(Collected data entries)
────────────────────

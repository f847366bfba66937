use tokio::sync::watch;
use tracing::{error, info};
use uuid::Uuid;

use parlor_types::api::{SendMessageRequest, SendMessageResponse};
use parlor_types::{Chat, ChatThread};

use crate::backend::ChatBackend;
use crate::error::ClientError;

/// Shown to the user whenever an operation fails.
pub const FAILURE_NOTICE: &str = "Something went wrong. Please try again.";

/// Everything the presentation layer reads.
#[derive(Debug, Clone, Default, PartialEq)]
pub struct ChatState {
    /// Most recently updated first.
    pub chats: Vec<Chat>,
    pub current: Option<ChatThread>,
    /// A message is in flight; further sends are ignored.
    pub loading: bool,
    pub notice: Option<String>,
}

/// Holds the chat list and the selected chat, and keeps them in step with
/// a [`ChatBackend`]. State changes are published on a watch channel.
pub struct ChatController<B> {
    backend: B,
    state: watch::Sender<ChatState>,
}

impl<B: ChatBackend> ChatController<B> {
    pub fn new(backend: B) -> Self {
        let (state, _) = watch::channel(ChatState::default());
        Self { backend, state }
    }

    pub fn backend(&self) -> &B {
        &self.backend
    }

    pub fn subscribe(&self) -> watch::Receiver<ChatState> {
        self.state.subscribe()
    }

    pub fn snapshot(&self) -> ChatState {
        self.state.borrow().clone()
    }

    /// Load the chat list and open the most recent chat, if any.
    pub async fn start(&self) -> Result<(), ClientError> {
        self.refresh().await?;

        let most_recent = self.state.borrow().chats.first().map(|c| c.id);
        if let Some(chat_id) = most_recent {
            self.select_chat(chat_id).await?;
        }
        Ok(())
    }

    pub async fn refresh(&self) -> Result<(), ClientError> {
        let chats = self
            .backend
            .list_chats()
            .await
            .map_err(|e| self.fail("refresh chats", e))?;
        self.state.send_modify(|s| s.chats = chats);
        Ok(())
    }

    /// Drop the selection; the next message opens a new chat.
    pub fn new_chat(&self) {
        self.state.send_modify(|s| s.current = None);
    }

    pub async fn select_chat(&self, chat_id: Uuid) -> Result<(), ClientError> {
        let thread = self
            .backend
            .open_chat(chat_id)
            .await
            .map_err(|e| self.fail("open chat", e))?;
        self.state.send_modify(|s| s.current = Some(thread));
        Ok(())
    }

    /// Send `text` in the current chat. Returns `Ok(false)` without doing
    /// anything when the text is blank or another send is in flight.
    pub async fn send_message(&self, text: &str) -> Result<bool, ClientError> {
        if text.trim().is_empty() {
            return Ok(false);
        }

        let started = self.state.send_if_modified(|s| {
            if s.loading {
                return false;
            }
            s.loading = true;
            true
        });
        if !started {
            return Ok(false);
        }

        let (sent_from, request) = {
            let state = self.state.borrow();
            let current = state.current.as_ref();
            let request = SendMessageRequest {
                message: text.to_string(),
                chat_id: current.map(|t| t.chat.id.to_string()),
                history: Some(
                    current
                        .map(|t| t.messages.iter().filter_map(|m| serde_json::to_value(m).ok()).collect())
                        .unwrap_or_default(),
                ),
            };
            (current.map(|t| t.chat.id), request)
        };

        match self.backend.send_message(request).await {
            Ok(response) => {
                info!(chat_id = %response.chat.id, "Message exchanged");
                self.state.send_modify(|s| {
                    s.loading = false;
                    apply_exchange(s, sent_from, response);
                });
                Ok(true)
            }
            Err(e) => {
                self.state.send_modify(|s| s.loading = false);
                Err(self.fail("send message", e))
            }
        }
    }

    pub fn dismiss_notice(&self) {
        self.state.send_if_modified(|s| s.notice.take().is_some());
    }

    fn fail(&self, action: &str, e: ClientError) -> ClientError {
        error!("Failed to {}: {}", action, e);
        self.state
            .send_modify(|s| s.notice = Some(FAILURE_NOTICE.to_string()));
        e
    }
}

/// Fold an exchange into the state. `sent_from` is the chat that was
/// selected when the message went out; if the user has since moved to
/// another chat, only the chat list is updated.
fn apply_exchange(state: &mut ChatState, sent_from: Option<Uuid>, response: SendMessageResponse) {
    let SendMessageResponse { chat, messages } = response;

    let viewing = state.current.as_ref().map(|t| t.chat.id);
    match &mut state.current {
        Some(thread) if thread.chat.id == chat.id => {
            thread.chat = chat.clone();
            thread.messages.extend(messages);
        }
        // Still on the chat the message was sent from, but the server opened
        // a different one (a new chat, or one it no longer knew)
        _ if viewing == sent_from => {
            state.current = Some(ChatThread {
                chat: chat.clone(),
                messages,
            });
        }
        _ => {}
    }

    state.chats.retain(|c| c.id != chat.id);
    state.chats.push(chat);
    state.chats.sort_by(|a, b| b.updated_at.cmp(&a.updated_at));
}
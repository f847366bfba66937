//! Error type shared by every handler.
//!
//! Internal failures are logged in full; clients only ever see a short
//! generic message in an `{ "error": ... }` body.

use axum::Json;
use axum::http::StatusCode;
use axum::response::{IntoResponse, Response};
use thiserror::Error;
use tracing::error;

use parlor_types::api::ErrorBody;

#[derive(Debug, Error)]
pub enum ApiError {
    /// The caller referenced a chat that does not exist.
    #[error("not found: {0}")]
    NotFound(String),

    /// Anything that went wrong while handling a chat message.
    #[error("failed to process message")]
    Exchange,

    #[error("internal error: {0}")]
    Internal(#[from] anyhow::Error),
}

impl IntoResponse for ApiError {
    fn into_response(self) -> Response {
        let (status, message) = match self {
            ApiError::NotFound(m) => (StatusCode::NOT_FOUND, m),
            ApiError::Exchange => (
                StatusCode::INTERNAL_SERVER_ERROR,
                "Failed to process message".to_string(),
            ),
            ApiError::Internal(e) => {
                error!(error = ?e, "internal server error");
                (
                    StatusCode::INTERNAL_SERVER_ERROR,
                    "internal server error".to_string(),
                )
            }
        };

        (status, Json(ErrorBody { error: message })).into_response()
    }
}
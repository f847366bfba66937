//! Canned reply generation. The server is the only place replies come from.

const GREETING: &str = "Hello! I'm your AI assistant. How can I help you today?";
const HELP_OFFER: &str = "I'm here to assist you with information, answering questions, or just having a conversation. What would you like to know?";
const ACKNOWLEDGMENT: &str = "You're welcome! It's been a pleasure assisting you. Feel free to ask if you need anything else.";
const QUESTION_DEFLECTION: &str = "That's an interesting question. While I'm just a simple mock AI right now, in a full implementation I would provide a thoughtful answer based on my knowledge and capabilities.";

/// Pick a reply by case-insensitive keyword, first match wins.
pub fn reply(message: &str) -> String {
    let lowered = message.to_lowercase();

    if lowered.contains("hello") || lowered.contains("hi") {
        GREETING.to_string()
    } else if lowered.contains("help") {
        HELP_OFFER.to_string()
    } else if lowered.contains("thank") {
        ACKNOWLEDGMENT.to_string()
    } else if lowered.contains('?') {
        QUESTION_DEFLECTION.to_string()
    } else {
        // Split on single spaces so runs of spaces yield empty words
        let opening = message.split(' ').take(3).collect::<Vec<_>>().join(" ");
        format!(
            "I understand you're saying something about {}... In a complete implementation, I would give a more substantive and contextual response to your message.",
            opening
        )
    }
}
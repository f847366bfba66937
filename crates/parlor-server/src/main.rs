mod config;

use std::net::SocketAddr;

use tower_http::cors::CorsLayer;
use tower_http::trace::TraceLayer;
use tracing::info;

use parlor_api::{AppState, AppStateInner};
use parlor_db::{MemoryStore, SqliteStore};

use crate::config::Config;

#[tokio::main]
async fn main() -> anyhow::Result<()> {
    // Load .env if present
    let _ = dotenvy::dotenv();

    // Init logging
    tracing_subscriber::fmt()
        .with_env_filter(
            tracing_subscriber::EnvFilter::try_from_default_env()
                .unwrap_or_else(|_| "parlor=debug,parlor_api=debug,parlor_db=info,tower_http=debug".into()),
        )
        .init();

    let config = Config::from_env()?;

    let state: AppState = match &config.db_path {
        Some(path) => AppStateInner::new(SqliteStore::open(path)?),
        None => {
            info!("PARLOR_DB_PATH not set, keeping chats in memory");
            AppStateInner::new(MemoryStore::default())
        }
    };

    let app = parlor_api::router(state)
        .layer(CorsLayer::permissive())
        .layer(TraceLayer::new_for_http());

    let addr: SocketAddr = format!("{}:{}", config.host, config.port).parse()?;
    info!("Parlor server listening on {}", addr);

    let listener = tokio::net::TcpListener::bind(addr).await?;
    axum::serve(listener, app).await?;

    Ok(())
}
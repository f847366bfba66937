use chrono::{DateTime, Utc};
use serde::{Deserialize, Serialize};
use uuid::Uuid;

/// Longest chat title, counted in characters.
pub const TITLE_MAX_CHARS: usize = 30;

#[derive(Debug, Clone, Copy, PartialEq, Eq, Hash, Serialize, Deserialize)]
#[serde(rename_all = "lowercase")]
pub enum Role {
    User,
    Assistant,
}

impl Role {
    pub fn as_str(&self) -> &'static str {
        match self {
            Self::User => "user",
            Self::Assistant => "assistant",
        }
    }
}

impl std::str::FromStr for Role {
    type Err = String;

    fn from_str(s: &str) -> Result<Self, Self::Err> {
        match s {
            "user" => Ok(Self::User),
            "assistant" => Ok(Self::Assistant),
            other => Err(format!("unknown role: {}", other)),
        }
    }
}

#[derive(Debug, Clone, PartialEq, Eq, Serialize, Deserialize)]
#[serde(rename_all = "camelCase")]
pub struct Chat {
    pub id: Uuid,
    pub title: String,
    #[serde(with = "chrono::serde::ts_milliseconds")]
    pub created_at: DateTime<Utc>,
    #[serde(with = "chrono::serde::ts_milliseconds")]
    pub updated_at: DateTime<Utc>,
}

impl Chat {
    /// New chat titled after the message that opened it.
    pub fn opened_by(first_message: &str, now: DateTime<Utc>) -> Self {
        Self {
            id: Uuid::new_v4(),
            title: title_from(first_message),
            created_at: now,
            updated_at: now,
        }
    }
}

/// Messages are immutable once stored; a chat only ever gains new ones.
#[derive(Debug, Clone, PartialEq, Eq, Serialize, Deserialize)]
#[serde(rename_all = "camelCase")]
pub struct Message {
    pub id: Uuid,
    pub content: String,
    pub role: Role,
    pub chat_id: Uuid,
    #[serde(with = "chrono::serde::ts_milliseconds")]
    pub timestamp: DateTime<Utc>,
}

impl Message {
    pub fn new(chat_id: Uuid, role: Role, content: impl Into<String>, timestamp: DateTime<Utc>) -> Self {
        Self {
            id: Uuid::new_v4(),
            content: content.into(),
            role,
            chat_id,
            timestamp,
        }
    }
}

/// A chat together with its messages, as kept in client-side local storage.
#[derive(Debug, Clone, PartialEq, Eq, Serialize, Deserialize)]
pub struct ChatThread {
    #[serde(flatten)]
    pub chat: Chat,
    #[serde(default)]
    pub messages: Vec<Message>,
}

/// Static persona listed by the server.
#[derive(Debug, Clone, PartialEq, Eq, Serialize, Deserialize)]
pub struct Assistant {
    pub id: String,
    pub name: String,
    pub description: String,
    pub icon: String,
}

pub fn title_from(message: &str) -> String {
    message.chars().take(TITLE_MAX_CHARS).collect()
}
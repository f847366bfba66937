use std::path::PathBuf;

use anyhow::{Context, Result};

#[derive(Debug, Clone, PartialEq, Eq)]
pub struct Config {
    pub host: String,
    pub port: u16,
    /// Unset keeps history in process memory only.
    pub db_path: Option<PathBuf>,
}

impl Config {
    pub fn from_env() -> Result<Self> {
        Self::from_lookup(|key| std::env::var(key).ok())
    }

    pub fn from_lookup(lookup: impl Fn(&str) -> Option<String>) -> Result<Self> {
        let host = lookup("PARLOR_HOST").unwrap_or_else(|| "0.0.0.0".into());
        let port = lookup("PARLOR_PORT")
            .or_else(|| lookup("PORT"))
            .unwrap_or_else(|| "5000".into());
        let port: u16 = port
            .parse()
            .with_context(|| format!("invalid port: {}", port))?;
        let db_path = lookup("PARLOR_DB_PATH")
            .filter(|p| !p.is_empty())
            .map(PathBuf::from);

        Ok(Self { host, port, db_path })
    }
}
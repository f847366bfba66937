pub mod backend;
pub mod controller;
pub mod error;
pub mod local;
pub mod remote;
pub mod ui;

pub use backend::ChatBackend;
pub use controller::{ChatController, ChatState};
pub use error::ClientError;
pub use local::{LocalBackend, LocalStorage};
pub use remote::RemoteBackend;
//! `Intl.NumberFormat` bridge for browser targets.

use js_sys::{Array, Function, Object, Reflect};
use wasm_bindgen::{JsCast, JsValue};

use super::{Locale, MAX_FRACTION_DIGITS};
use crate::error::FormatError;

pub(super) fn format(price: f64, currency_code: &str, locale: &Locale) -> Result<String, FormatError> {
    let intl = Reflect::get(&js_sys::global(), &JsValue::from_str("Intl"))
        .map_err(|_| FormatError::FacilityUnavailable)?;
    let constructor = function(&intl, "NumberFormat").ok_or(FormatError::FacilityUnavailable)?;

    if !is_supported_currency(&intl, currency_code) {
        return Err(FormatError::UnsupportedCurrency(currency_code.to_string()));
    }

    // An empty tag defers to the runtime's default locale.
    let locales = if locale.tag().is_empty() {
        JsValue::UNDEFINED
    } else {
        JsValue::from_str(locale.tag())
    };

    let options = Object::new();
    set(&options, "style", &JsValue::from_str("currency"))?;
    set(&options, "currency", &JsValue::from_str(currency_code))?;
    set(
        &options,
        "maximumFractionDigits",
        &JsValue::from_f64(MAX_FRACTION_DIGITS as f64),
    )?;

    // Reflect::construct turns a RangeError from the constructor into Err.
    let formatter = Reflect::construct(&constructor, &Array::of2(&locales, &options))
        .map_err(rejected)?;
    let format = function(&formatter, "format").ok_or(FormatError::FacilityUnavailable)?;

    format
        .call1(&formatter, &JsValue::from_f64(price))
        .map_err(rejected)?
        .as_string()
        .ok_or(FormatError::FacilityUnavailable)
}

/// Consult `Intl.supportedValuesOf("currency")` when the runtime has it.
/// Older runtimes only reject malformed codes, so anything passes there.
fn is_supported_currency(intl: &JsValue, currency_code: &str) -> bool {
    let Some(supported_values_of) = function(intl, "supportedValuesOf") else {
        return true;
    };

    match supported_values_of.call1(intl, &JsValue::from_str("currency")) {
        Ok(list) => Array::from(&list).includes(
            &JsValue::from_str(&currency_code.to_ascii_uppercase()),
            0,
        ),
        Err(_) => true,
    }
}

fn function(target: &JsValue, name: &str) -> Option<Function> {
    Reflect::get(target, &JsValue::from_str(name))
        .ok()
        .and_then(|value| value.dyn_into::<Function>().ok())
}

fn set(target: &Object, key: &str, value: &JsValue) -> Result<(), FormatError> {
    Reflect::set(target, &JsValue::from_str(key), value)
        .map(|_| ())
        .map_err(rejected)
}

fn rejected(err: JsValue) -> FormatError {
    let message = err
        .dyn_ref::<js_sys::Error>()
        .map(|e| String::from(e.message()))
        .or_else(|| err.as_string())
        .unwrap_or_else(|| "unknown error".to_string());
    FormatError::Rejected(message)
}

────────────────────

▶ **Aim of the task**
Copy each line above that contains the string "parse".

▶ **Output for this exercise**
    let addr: SocketAddr = format!("{}:{}", config.host, config.port).parse()?;
            .parse()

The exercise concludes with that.